Portes ouvertes et portes fermées

"Don't say anything, don't feel anything."

Fatigue extrême. J’ai plein de trucs à ranger mais je ne fais rien. Quoi je dois vraiment ranger tout ça, vous êtes sûr ? Bon, si vous le dites… je le ferai demain alors. Ou après-demain. Ou plutôt dans une semaine parce que cette semaine-là m’a épuisée. Si je pense comme ça, je ferai jamais les choses ? N’importe quoi. Et puis, au pire, si c’est vrai, c’est pas si grave, hein ? C’est pas comme si j’en avais quelque chose à faire de tous ces objets. Le chat en bois sur mon bureau, par exemple, je le poserai sur le bord d’une fenêtre d’un immeuble quelque part, dans une rue quelconque, et celui ou celle qui le trouvera l’emportera où il ou elle voudra.

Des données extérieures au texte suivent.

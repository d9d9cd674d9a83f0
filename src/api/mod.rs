pub mod attendance;
pub mod project;
use actix_web::middleware::NormalizePath;
use actix_web::web::Data;
use actix_web::{App, HttpServer, Responder, get};

use attendance::config::{Config, StoreBackend};
use attendance::db::{init_db, run_migrations};
use attendance::docs::ApiDoc;
use attendance::routes::{self, RateLimiters};
use attendance::store::{AnyTableStore, MemoryTableStore, MySqlTableStore, StoreClient};

use anyhow::Context;
use tracing::{info, warn};
use tracing_appender::rolling;
use utoipa::OpenApi;
use utoipa_swagger_ui::SwaggerUi;

#[get("/")]
async fn index() -> impl Responder {
    "Attendance tracker is running"
}

async fn open_store(config: &Config) -> anyhow::Result<AnyTableStore> {
    match config.store_backend {
        StoreBackend::MySql => {
            let url = config
                .database_url
                .as_deref()
                .context("DATABASE_URL must be set")?;
            let pool = init_db(url).await?;
            if config.run_migrations {
                run_migrations(&pool).await?;
            }
            Ok(AnyTableStore::MySql(MySqlTableStore::new(pool)))
        }
        StoreBackend::Memory => {
            warn!("Using the in-memory store, sessions are lost on restart");
            Ok(AnyTableStore::Memory(MemoryTableStore::new()))
        }
    }
}

#[actix_web::main]
async fn main() -> anyhow::Result<()> {
    let config = Config::from_env()?;

    // Rolling daily log
    let file_appender = rolling::daily(&config.log_dir, "attendance.log");
    let (non_blocking, _guard) = tracing_appender::non_blocking(file_appender);

    tracing_subscriber::fmt()
        .with_writer(non_blocking)
        .with_max_level(tracing::Level::DEBUG)
        .with_ansi(false)
        .with_target(false)
        .with_level(true)
        .with_thread_ids(false)
        .with_thread_names(false)
        .pretty()
        .init();

    info!(backend = %config.store_backend, policy = %config.open_session_policy, "Server starting...");

    let store = Data::new(StoreClient::new(open_store(&config).await?));
    let limiters = RateLimiters::from_config(&config)?;
    let server_addr = config.server_addr.clone();
    let config_data = Data::new(config);

    HttpServer::new(move || {
        App::new()
            .wrap(actix_web::middleware::Logger::default())
            .wrap(NormalizePath::trim())
            .service(
                SwaggerUi::new("/swagger-ui/{_:.*}") // wildcard so JS/CSS assets match
                    .url("/api-doc/openapi.json", ApiDoc::openapi()),
            )
            .app_data(store.clone())
            .app_data(config_data.clone())
            .service(index)
            .configure(|cfg| routes::configure(cfg, &config_data, &limiters))
    })
    .bind(&server_addr)
    .with_context(|| format!("Failed to bind {server_addr}"))?
    .run()
    .await
    .context("Server error")
}
//! Attendance state machine for one identity.
//!
//! The controller keeps a view of the identity's log and the project list.
//! "Checked in" is never stored: it is derived from the log every time the
//! view is reloaded.

use chrono::Utc;
use serde::Serialize;
use strum_macros::{Display, EnumString};
use tracing::{info, warn};
use utoipa::ToSchema;

use crate::error::{AttendanceError, AttendanceResult};
use crate::identity::Identity;
use crate::model::attendance::AttendanceSession;
use crate::model::metadata::Metadata;
use crate::model::project::Project;
use crate::store::{StoreClient, TableStore};

/// How many open sessions one identity may hold.
#[derive(Debug, Clone, Copy, PartialEq, Eq, Default, Display, EnumString)]
#[strum(serialize_all = "lowercase", ascii_case_insensitive)]
pub enum OpenSessionPolicy {
    /// A second check-in is rejected while a session is open.
    #[default]
    Single,
    /// Several open sessions are allowed (multi-device use).
    Concurrent,
}

#[derive(Debug, Clone, PartialEq)]
pub enum AttendanceState {
    CheckedOut,
    CheckedIn(AttendanceSession),
}

impl AttendanceState {
    pub fn active_session(&self) -> Option<&AttendanceSession> {
        match self {
            AttendanceState::CheckedIn(session) => Some(session),
            AttendanceState::CheckedOut => None,
        }
    }
}

/// First open entry of a log ordered most recent first.
pub fn derive_state(log: &[AttendanceSession]) -> AttendanceState {
    log.iter()
        .find(|s| s.is_open())
        .cloned()
        .map_or(AttendanceState::CheckedOut, AttendanceState::CheckedIn)
}

/// Serializable snapshot of a controller.
#[derive(Debug, Clone, Serialize, ToSchema)]
pub struct AttendanceView {
    #[schema(value_type = String, example = "203.0.113.9")]
    pub identity: Identity,
    pub checked_in: bool,
    #[schema(nullable = true)]
    pub active_session: Option<AttendanceSession>,
    pub sessions: Vec<AttendanceSession>,
    pub projects: Vec<Project>,
    #[schema(nullable = true)]
    pub error: Option<String>,
}

pub struct AttendanceController<'a, T> {
    store: &'a StoreClient<T>,
    identity: Identity,
    policy: OpenSessionPolicy,
    state: AttendanceState,
    log: Vec<AttendanceSession>,
    projects: Vec<Project>,
    loading: bool,
    error: Option<String>,
}

impl<'a, T: TableStore> AttendanceController<'a, T> {
    /// Fetches the identity's log and the projects, then derives the state.
    pub async fn load(
        store: &'a StoreClient<T>,
        identity: Identity,
        policy: OpenSessionPolicy,
    ) -> AttendanceResult<Self> {
        let mut controller = Self {
            store,
            identity,
            policy,
            state: AttendanceState::CheckedOut,
            log: Vec::new(),
            projects: Vec::new(),
            loading: false,
            error: None,
        };

        controller.begin();
        let loaded = controller.reload().await;
        controller.settle(loaded)?;

        Ok(controller)
    }

    pub fn identity(&self) -> &Identity {
        &self.identity
    }

    pub fn state(&self) -> &AttendanceState {
        &self.state
    }

    pub fn is_checked_in(&self) -> bool {
        matches!(self.state, AttendanceState::CheckedIn(_))
    }

    pub fn log(&self) -> &[AttendanceSession] {
        &self.log
    }

    pub fn projects(&self) -> &[Project] {
        &self.projects
    }

    pub fn is_loading(&self) -> bool {
        self.loading
    }

    /// Message of the last failed action, cleared by the next success.
    pub fn error(&self) -> Option<&str> {
        self.error.as_deref()
    }

    pub fn view(&self) -> AttendanceView {
        AttendanceView {
            identity: self.identity.clone(),
            checked_in: self.is_checked_in(),
            active_session: self.state.active_session().cloned(),
            sessions: self.log.clone(),
            projects: self.projects.clone(),
            error: self.error.clone(),
        }
    }

    pub async fn check_in(
        &mut self,
        project_id: Option<u64>,
        metadata: Metadata,
    ) -> AttendanceResult<AttendanceSession> {
        self.begin();
        let result = self.try_check_in(project_id, metadata).await;
        self.settle(result)
    }

    pub async fn check_out(&mut self, metadata: Metadata) -> AttendanceResult<AttendanceSession> {
        self.begin();
        let result = self.try_check_out(metadata).await;
        self.settle(result)
    }

    pub async fn add_project(&mut self, name: &str, estimated_time: i64) -> AttendanceResult<Project> {
        self.begin();
        let result = self.store.add_project(name, estimated_time).await;
        if result.is_ok() {
            match self.store.list_projects().await {
                Ok(projects) => self.projects = projects,
                Err(e) => warn!(error = %e, "Project list refresh failed"),
            }
        }
        self.settle(result)
    }

    async fn try_check_in(
        &mut self,
        project_id: Option<u64>,
        metadata: Metadata,
    ) -> AttendanceResult<AttendanceSession> {
        let project_id = project_id
            .ok_or_else(|| AttendanceError::validation("Select a project before checking in"))?;

        if !self.projects.iter().any(|p| p.id == project_id) {
            return Err(AttendanceError::validation(format!(
                "Project {project_id} does not exist"
            )));
        }

        if self.policy == OpenSessionPolicy::Single {
            if self.is_checked_in() {
                return Err(AttendanceError::AlreadyCheckedIn);
            }

            let latest = self.store.most_recent_session(Some(&self.identity)).await?;
            if latest.is_some_and(|s| s.is_open()) {
                return Err(AttendanceError::AlreadyCheckedIn);
            }
        }

        let session = self
            .store
            .create_session(&self.identity, Utc::now(), metadata, Some(project_id))
            .await?;

        self.apply(session.clone());
        self.refresh_after_mutation().await;

        info!(identity = %self.identity, session_id = session.id, "Checked in");
        Ok(session)
    }

    async fn try_check_out(&mut self, metadata: Metadata) -> AttendanceResult<AttendanceSession> {
        let session_id = match &self.state {
            AttendanceState::CheckedIn(session) => session.id,
            AttendanceState::CheckedOut => return Err(AttendanceError::NoActiveSession),
        };

        let session = self
            .store
            .finalize_session(session_id, Utc::now(), metadata)
            .await?;

        self.apply(session.clone());
        self.refresh_after_mutation().await;

        info!(
            identity = %self.identity,
            session_id,
            work_minutes = ?session.work_minutes,
            "Checked out"
        );
        Ok(session)
    }

    async fn reload(&mut self) -> AttendanceResult<()> {
        let log = self.store.list_sessions_for(&self.identity).await?;
        let projects = self.store.list_projects().await?;

        self.state = derive_state(&log);
        self.log = log;
        self.projects = projects;
        Ok(())
    }

    /// Merges a row the store just returned into the local view.
    fn apply(&mut self, session: AttendanceSession) {
        match self.log.iter_mut().find(|s| s.id == session.id) {
            Some(existing) => *existing = session,
            None => self.log.insert(0, session),
        }
        self.state = derive_state(&self.log);
    }

    /// The mutation is already committed; a failed reload keeps the merged view.
    async fn refresh_after_mutation(&mut self) {
        if let Err(e) = self.reload().await {
            warn!(error = %e, identity = %self.identity, "View reload failed after mutation");
        }
    }

    fn begin(&mut self) {
        self.loading = true;
    }

    fn settle<R>(&mut self, result: AttendanceResult<R>) -> AttendanceResult<R> {
        self.loading = false;
        match &result {
            Ok(_) => self.error = None,
            Err(e) => {
                warn!(error = %e, identity = %self.identity, "Attendance action failed");
                self.error = Some(e.user_message());
            }
        }
        result
    }
}

#[cfg(test)]
mod tests {
    use super::*;
    use chrono::{DateTime, TimeZone};

    fn session(id: u64, checkin: DateTime<Utc>, open: bool) -> AttendanceSession {
        AttendanceSession {
            id,
            identity: Identity::new("10.0.0.1"),
            checkin,
            checkout: (!open).then(|| checkin + chrono::Duration::minutes(30)),
            project_id: Some(1),
            work_minutes: (!open).then_some(30),
            check_in_metadata: Metadata::default(),
            check_out_metadata: (!open).then(Metadata::default),
        }
    }

    #[test]
    fn empty_log_is_checked_out() {
        assert_eq!(derive_state(&[]), AttendanceState::CheckedOut);
    }

    #[test]
    fn open_latest_entry_is_checked_in() {
        let t = Utc.with_ymd_and_hms(2024, 1, 1, 9, 0, 0).unwrap();
        let log = vec![
            session(2, t + chrono::Duration::hours(2), true),
            session(1, t, false),
        ];

        match derive_state(&log) {
            AttendanceState::CheckedIn(active) => assert_eq!(active.id, 2),
            other => panic!("expected CheckedIn, got {other:?}"),
        }
    }

    #[test]
    fn closed_log_is_checked_out() {
        let t = Utc.with_ymd_and_hms(2024, 1, 1, 9, 0, 0).unwrap();
        let log = vec![session(2, t + chrono::Duration::hours(2), false), session(1, t, false)];
        assert_eq!(derive_state(&log), AttendanceState::CheckedOut);
    }

    #[test]
    fn policy_parses_case_insensitively() {
        assert_eq!("single".parse::<OpenSessionPolicy>().unwrap(), OpenSessionPolicy::Single);
        assert_eq!(
            "Concurrent".parse::<OpenSessionPolicy>().unwrap(),
            OpenSessionPolicy::Concurrent
        );
        assert!("many".parse::<OpenSessionPolicy>().is_err());
    }
}
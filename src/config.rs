use std::env;
use std::fmt;
use std::str::FromStr;

use anyhow::{Context, anyhow};
use dotenvy::dotenv;
use strum_macros::{Display, EnumString};

use crate::controller::OpenSessionPolicy;

pub const DEFAULT_IDENTITY_HEADER: &str = "X-Attendance-Identity";

#[derive(Debug, Clone, Copy, PartialEq, Eq, Default, Display, EnumString)]
#[strum(serialize_all = "lowercase", ascii_case_insensitive)]
pub enum StoreBackend {
    #[default]
    MySql,
    Memory,
}

#[derive(Debug, Clone)]
pub struct Config {
    pub server_addr: String,
    pub store_backend: StoreBackend,
    pub database_url: Option<String>,
    pub run_migrations: bool,

    pub api_prefix: String,
    pub identity_header: String,
    pub open_session_policy: OpenSessionPolicy,

    // Rate limiting
    pub rate_mutations_per_min: u32,
    pub rate_reads_per_min: u32,

    pub log_dir: String,
}

impl Default for Config {
    fn default() -> Self {
        Self {
            server_addr: "127.0.0.1:8080".to_string(),
            store_backend: StoreBackend::default(),
            database_url: None,
            run_migrations: true,
            api_prefix: "/api".to_string(),
            identity_header: DEFAULT_IDENTITY_HEADER.to_string(),
            open_session_policy: OpenSessionPolicy::Single,
            rate_mutations_per_min: 60,
            rate_reads_per_min: 600,
            log_dir: "logs".to_string(),
        }
    }
}

impl Config {
    pub fn from_env() -> anyhow::Result<Self> {
        dotenv().ok();
        Self::from_lookup(|key| env::var(key).ok())
    }

    /// Builds the config from any key lookup; missing optional keys keep
    /// their defaults.
    pub fn from_lookup(lookup: impl Fn(&str) -> Option<String>) -> anyhow::Result<Self> {
        let defaults = Self::default();

        let server_addr = lookup("SERVER_ADDR").context("SERVER_ADDR must be set")?;
        let store_backend = parse_or(&lookup, "STORE_BACKEND", defaults.store_backend)?;
        let database_url = lookup("DATABASE_URL").filter(|url| !url.trim().is_empty());

        if store_backend == StoreBackend::MySql && database_url.is_none() {
            return Err(anyhow!("DATABASE_URL must be set when STORE_BACKEND=mysql"));
        }

        Ok(Self {
            server_addr,
            store_backend,
            database_url,
            run_migrations: parse_or(&lookup, "RUN_MIGRATIONS", defaults.run_migrations)?,
            api_prefix: lookup("API_PREFIX").unwrap_or(defaults.api_prefix),
            identity_header: lookup("IDENTITY_HEADER").unwrap_or(defaults.identity_header),
            open_session_policy: parse_or(
                &lookup,
                "OPEN_SESSION_POLICY",
                defaults.open_session_policy,
            )?,
            rate_mutations_per_min: parse_or(
                &lookup,
                "RATE_MUTATIONS_PER_MIN",
                defaults.rate_mutations_per_min,
            )?,
            rate_reads_per_min: parse_or(
                &lookup,
                "RATE_READS_PER_MIN",
                defaults.rate_reads_per_min,
            )?,
            log_dir: lookup("LOG_DIR").unwrap_or(defaults.log_dir),
        })
    }
}

fn parse_or<T>(lookup: &impl Fn(&str) -> Option<String>, key: &str, default: T) -> anyhow::Result<T>
where
    T: FromStr,
    T::Err: fmt::Display,
{
    match lookup(key) {
        Some(raw) => raw
            .trim()
            .parse()
            .map_err(|e| anyhow!("invalid value {raw:?} for {key}: {e}")),
        None => Ok(default),
    }
}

La dernière fois que j’ai bu un coup de trop, je me suis souvenue de cette phrase. "Don’t say anything, don’t feel anything." Je l’ai entendue dans un film ou une série, je sais plus. C’est marrant de constater que c’est souvent quand je bois que je me rappelle des choses. En général, plus on picole et moins on a de mémoire, non ? Moi je sais pas trop ; entre les petits jeux de mémorisation auxquels je joue lorsque je m’ennuie et les soirées où je bois sans compter les verres, c’est un combat entre le souvenir et l’oubli.
Parfois j’ai l’impression d’y arriver. D’avoir réussi à ne plus rien ressentir. Et puis vient la douleur. Cette pression qui surgit dans ma poitrine et qui me donne presque la nausée, qui me donne envie de pleurer et de hurler. Des phrases comme "Mais pourquoi t’as fait ça ? C’était idiot et toi, tu l’as fait quand même", "Tu sais ce qu’ils voient quand ils te regardent ? Une nana paumée. Tu te traîne avec des cernes et des yeux vides qui leurs font peur… que veux-tu qu’ils pensent d’autre ?" me viennent en tête et la torture commence. Ensuite, vient la colère. Le fameux "je me fiche de ce qu’ils pensent de moi, et je m’en fiche de faire des trucs stupides ou non. Allez voir chez le diable si j’y suis, putain." Et après vient l’amertume. Le sourire sinistre et le regard sombre. Et enfin revient l’indifférence. Ce que je considère comme mes instants de paix. Ces instants durant lesquels tout glisse sur moi sans que cela ne m’atteigne vraiment. Je flotte loin de tout ça, j’entends sans entendre, je vois sans voir, je parle sans parler, je pense sans penser.

Faut que je le fasse, ce rangement. Mécaniquement, vite fait, sans rien analyser. Un objet qui ne sert à rien, je jette. Un objet qui a un lien avec un souvenir de mon passé douloureux, je jette. Un objet que je ne veux plus mais qui peut encore servir à quelqu’un, je le donne. Voilà, je dois faire ça. Pas d’analyse, de mots, de sentimentalisme. Je ne veux plus parler pour dire des banalités, je ne voudrais même plus parler du tout. Plus de paroles, plus d’émotions ni de sentiments. Je voudrais qu’on en soit déjà à fusionner les humains et les ordinateurs ; je pourrais me mettre en veille pour un temps indéfini, ne plus rien vivre de futile, juste dormir en paix, et attendre le jour où on aura besoin de moi et qu’on me réveillera.